Code (cryptography)

Last updated
A portion of the "Zimmermann Telegram" as decrypted by British Naval Intelligence codebreakers. The word Arizona was not in the German codebook and had therefore to be split into phonetic syllables. Ztel2.jpg
A portion of the "Zimmermann Telegram" as decrypted by British Naval Intelligence codebreakers. The word Arizona was not in the German codebook and had therefore to be split into phonetic syllables.
Partially burnt pages from a World War II Soviet KGB two-part codebook KGB Victory Code pages at National Cryptologic Museum.agr.jpg
Partially burnt pages from a World War II Soviet KGB two-part codebook

In cryptology, a code is a method used to encrypt a message that operates at the level of meaning; that is, words or phrases are converted into something else. A code might transform "change" into "CVGDK" or "cocktail lounge". The U.S. National Security Agency defined a code as "A substitution cryptosystem in which the plaintext elements are primarily words, phrases, or sentences, and the code equivalents (called "code groups") typically consist of letters or digits (or both) in otherwise meaningless combinations of identical length." [1] :Vol I,p. 12 A codebook is needed to encrypt, and decrypt the phrases or words.

Contents

By contrast, ciphers encrypt messages at the level of individual letters, or small groups of letters, or even, in modern ciphers, individual bits. Messages can be transformed first by a code, and then by a cipher. [2] Such multiple encryption, or "superencryption" aims to make cryptanalysis more difficult.

Another comparison between codes and ciphers is that a code typically represents a letter or groups of letters directly without the use of mathematics. As such the numbers are configured to represent these three values: 1001 = A, 1002 = B, 1003 = C, ... . The resulting message, then would be 1001 1002 1003 to communicate ABC. Ciphers, however, utilize a mathematical formula to represent letters or groups of letters. For example, A = 1, B = 2, C = 3, ... . Thus the message ABC results by multiplying each letter's value by 13. The message ABC, then would be 13 26 39.
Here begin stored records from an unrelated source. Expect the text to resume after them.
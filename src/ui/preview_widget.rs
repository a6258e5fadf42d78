// Preview overlay widget
// Draws a PreviewWindow model on a Fixed layer above the host content:
// - Header: title, type text, close box
// - Content: viewport render as a MemoryTexture, or the placeholder message
// - Status line
// Input is handled by the host window and routed through the session.

use std::cell::RefCell;

use gdk4::{MemoryFormat, MemoryTexture, Texture};
use gtk4::prelude::*;
use gtk4::{
    Align, Box as GtkBox, ContentFit, Fixed, Label, Orientation, Overflow, Picture, Stack,
};
use kurbo::Point;

use crate::preview::window::{CLOSE_BUTTON_SIZE, HEADER_HEIGHT, STATUS_HEIGHT};
use crate::preview::{PreviewWindow, ShowingKind, WindowState};
use crate::viewport::Raster;

/// Everything the content texture depends on; re-rendered only when it changes.
#[derive(Debug, Clone, PartialEq)]
struct FrameKey {
    revision: u64,
    zoom: f64,
    origin: Point,
    width: i32,
    height: i32,
}

impl FrameKey {
    fn of(window: &PreviewWindow) -> Self {
        let content = window.content_rect();
        Self {
            revision: window.revision(),
            zoom: window.viewport().zoom(),
            origin: window.viewport().origin(),
            width: content.width(),
            height: content.height(),
        }
    }
}

pub struct PreviewWidget {
    layer: Fixed,
    root: GtkBox,
    title: Label,
    subtype: Label,
    content: Stack,
    picture: Picture,
    message: Label,
    status: Label,
    last_frame: RefCell<Option<FrameKey>>,
}

impl PreviewWidget {
    pub fn new() -> Self {
        // Input goes through the host overlay's controllers, never to the layer.
        let layer = Fixed::new();
        layer.set_can_target(false);

        let root = GtkBox::new(Orientation::Vertical, 0);
        root.add_css_class("preview-window");
        root.set_halign(Align::Start);
        root.set_valign(Align::Start);
        root.set_visible(false);

        // Exactly HEADER_HEIGHT tall while the children fit inside it; the
        // model hit-tests against the same band.
        let header = GtkBox::new(Orientation::Vertical, 4);
        header.add_css_class("preview-header");
        header.set_size_request(-1, HEADER_HEIGHT);
        header.set_vexpand(false);
        header.set_overflow(Overflow::Hidden);

        let top_row = GtkBox::new(Orientation::Horizontal, 0);
        top_row.set_margin_top(8);
        let title = Label::new(None);
        title.add_css_class("preview-title");
        title.set_xalign(0.0);
        title.set_hexpand(true);
        title.set_ellipsize(gtk4::pango::EllipsizeMode::End);
        let close = Label::new(Some("×"));
        close.add_css_class("preview-close");
        close.set_size_request(CLOSE_BUTTON_SIZE, CLOSE_BUTTON_SIZE);
        close.set_valign(Align::Start);
        top_row.append(&title);
        top_row.append(&close);

        let subtype = Label::new(None);
        subtype.add_css_class("preview-subtype");
        subtype.set_xalign(0.0);

        header.append(&top_row);
        header.append(&subtype);

        let picture = Picture::new();
        picture.set_can_shrink(true);
        picture.set_content_fit(ContentFit::Fill);

        let message = Label::new(None);
        message.add_css_class("preview-message");
        message.set_wrap(true);

        let content = Stack::new();
        content.set_vexpand(true);
        content.add_named(&picture, Some("image"));
        content.add_named(&message, Some("message"));

        let status = Label::new(None);
        status.add_css_class("preview-status");
        status.set_xalign(0.0);
        status.set_size_request(-1, STATUS_HEIGHT);
        status.set_vexpand(false);

        root.append(&header);
        root.append(&content);
        root.append(&status);
        layer.put(&root, 0.0, 0.0);

        Self {
            layer,
            root,
            title,
            subtype,
            content,
            picture,
            message,
            status,
            last_frame: RefCell::new(None),
        }
    }

    /// The layer to stack above the host content.
    pub fn layer(&self) -> &Fixed {
        &self.layer
    }

    /// Bring the widget in line with the model.
    pub fn sync(&self, window: Option<&PreviewWindow>) {
        let Some(window) = window.filter(|w| w.is_visible()) else {
            if self.root.is_visible() {
                self.root.set_visible(false);
                self.picture.set_paintable(None::<&Texture>);
            }
            self.last_frame.replace(None);
            return;
        };

        let position = window.position();
        let size = window.size();
        self.layer
            .move_(&self.root, position.x as f64, position.y as f64);
        self.root.set_size_request(size.width, size.height);
        self.root.set_visible(true);

        self.title.set_text(&window.caption());
        self.subtype.set_text(window.subtype());
        self.status.set_text(&window.status_text());

        match window.state() {
            WindowState::Showing(ShowingKind::Image) => {
                self.content.set_visible_child_name("image");
                let key = FrameKey::of(window);
                if self.last_frame.borrow().as_ref() != Some(&key) {
                    let texture = window.render_content().and_then(|frame| texture_from_raster(&frame));
                    self.picture.set_paintable(texture.as_ref());
                    self.last_frame.replace(Some(key));
                }
            }
            WindowState::Loading => {
                self.message.set_text(&window.status_text());
                self.content.set_visible_child_name("message");
                self.last_frame.replace(None);
            }
            _ => {
                self.message.set_text(window.message().unwrap_or_default());
                self.content.set_visible_child_name("message");
                self.last_frame.replace(None);
            }
        }
    }
}

impl Default for PreviewWidget {
    fn default() -> Self {
        Self::new()
    }
}

fn texture_from_raster(raster: &Raster) -> Option<Texture> {
    let (width, height) = raster.dimensions();
    if width == 0 || height == 0 {
        return None;
    }
    let bytes = glib::Bytes::from(raster.as_raw().as_slice());
    let texture = MemoryTexture::new(
        width as i32,
        height as i32,
        MemoryFormat::R8g8b8a8,
        &bytes,
        (width * 4) as usize,
    );
    Some(texture.upcast())
}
Codes have a variety of drawbacks, including susceptibility to cryptanalysis and the difficulty of managing the cumbersome codebooks, so ciphers are now the dominant technique in modern cryptography.

In contrast, because codes are representational, they are not susceptible to mathematical analysis of the individual codebook elements. In the example, the message 13 26 39 can be cracked by dividing each number by 13 and then ranking them alphabetically. However, the focus of codebook cryptanalysis is the comparative frequency of the individual code elements matching the same frequency of letters within the plaintext messages using frequency analysis. In the above example, the code group, 1001, 1002, 1003, might occur more than once and that frequency might match the number of times that ABC occurs in plain text messages.

(In the past, or in non-technical contexts, code and cipher are often used to refer to any form of encryption).

One- and two-part codes

Codes are defined by "codebooks" (physical or notional), which are dictionaries of codegroups listed with their corresponding plaintext. Codes originally had the codegroups assigned in 'plaintext order' for convenience of the code designed, or the encoder. For example, in a code using numeric code groups, a plaintext word starting with "a" would have a low-value group, while one starting with "z" would have a high-value group. The same codebook could be used to "encode" a plaintext message into a coded message or "codetext", and "decode" a codetext back into plaintext message.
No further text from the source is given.